Stored items>
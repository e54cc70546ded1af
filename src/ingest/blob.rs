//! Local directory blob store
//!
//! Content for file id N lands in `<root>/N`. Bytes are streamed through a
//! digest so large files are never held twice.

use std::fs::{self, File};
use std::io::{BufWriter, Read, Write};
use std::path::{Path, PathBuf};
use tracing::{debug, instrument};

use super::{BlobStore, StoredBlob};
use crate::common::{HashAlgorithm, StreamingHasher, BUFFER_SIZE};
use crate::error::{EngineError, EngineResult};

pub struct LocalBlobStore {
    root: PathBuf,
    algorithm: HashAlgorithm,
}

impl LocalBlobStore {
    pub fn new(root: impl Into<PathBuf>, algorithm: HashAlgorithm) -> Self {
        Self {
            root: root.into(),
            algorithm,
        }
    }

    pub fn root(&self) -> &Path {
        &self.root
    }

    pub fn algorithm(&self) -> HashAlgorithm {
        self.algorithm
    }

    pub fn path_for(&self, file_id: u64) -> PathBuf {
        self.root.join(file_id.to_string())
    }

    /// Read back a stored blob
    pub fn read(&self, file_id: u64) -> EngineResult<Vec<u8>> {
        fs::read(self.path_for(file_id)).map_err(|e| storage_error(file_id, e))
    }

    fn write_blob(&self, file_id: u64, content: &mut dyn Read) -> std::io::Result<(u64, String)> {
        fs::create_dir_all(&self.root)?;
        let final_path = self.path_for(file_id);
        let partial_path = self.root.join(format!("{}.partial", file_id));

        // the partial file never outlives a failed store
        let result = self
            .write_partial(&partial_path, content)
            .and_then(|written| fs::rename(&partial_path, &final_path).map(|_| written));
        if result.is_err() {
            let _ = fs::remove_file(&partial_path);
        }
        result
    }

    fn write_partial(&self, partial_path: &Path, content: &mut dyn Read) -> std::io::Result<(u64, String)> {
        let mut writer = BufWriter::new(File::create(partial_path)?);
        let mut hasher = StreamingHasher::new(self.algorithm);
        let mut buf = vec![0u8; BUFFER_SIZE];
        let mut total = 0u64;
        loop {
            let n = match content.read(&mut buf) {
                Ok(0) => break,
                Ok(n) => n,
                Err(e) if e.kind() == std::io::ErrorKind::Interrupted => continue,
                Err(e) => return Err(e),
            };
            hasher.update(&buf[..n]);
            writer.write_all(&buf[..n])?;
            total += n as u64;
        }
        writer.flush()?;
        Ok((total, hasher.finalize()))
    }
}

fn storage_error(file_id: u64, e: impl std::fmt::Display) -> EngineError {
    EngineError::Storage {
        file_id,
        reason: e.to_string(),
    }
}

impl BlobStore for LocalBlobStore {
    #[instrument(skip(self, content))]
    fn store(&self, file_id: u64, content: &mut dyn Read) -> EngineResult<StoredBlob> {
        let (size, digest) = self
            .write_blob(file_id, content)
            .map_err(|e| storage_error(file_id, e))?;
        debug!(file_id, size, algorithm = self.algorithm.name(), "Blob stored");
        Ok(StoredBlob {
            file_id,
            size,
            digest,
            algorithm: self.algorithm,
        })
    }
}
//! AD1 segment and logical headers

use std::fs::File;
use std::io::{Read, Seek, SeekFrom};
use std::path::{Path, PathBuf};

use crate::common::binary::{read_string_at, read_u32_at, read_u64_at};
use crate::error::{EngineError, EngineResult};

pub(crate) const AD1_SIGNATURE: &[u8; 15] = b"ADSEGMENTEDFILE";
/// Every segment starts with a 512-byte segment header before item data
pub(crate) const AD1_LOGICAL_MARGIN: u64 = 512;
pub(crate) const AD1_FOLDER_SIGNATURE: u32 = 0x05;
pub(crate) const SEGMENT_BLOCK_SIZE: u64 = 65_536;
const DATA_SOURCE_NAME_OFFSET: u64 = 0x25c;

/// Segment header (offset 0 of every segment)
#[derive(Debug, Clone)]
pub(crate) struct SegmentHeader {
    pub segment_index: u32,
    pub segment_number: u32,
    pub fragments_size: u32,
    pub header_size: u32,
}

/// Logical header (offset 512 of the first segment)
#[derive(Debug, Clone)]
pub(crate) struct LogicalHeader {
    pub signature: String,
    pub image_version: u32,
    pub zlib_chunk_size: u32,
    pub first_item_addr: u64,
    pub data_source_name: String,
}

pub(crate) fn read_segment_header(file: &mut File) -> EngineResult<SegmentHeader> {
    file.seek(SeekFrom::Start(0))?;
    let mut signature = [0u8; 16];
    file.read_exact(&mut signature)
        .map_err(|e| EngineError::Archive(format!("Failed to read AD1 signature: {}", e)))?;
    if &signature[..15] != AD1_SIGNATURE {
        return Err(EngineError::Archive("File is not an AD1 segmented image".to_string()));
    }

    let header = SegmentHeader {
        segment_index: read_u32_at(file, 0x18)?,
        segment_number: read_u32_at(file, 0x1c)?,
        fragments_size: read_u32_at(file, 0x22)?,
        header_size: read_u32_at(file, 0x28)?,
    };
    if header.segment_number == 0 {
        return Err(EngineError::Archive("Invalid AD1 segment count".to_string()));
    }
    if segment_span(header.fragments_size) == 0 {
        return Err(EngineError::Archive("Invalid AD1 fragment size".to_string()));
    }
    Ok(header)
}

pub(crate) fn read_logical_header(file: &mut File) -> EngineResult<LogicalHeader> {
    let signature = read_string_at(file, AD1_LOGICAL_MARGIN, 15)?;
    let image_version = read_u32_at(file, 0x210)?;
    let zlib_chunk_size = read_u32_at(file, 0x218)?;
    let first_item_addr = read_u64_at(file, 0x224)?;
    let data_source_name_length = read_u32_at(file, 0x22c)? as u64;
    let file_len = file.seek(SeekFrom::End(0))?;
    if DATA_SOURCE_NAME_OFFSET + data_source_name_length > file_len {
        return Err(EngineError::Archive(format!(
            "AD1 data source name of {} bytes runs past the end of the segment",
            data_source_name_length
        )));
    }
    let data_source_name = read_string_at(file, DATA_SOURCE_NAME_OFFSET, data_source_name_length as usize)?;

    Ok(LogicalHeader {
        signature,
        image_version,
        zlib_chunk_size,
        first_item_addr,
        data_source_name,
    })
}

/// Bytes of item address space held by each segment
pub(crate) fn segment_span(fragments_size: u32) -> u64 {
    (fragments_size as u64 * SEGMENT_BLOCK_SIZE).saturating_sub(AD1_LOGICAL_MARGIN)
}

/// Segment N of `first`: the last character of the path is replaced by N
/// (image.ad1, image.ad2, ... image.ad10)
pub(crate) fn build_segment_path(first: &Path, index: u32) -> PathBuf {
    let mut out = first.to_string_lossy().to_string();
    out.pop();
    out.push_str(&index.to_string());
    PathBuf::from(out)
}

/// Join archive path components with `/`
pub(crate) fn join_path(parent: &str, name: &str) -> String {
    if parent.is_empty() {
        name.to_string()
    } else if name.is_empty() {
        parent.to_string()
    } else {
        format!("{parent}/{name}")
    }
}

How to complete this task>
Set every line down again exactly. Begin with the first line of the entries and finish with the line containing "let n = match".

Response box>
repository e54cc70546ded1af
filename src/ingest/blob.rs
//! Local directory blob store
//!
//! Content for file id N lands in `<root>/N`. Bytes are streamed through a
//! digest so large files are never held twice.

use std::fs::{self, File};
use std::io::{BufWriter, Read, Write};
use std::path::{Path, PathBuf};
use tracing::{debug, instrument};

use super::{BlobStore, StoredBlob};
use crate::common::{HashAlgorithm, StreamingHasher, BUFFER_SIZE};
use crate::error::{EngineError, EngineResult};

pub struct LocalBlobStore {
    root: PathBuf,
    algorithm: HashAlgorithm,
}

impl LocalBlobStore {
    pub fn new(root: impl Into<PathBuf>, algorithm: HashAlgorithm) -> Self {
        Self {
            root: root.into(),
            algorithm,
        }
    }

    pub fn root(&self) -> &Path {
        &self.root
    }

    pub fn algorithm(&self) -> HashAlgorithm {
        self.algorithm
    }

    pub fn path_for(&self, file_id: u64) -> PathBuf {
        self.root.join(file_id.to_string())
    }

    /// Read back a stored blob
    pub fn read(&self, file_id: u64) -> EngineResult<Vec<u8>> {
        fs::read(self.path_for(file_id)).map_err(|e| storage_error(file_id, e))
    }

    fn write_blob(&self, file_id: u64, content: &mut dyn Read) -> std::io::Result<(u64, String)> {
        fs::create_dir_all(&self.root)?;
        let final_path = self.path_for(file_id);
        let partial_path = self.root.join(format!("{}.partial", file_id));

        // the partial file never outlives a failed store
        let result = self
            .write_partial(&partial_path, content)
            .and_then(|written| fs::rename(&partial_path, &final_path).map(|_| written));
        if result.is_err() {
            let _ = fs::remove_file(&partial_path);
        }
        result
    }

    fn write_partial(&self, partial_path: &Path, content: &mut dyn Read) -> std::io::Result<(u64, String)> {
        let mut writer = BufWriter::new(File::create(partial_path)?);
        let mut hasher = StreamingHasher::new(self.algorithm);
        let mut buf = vec![0u8; BUFFER_SIZE];
        let mut total = 0u64;
        loop {
            let n = match content.read(&mut buf) {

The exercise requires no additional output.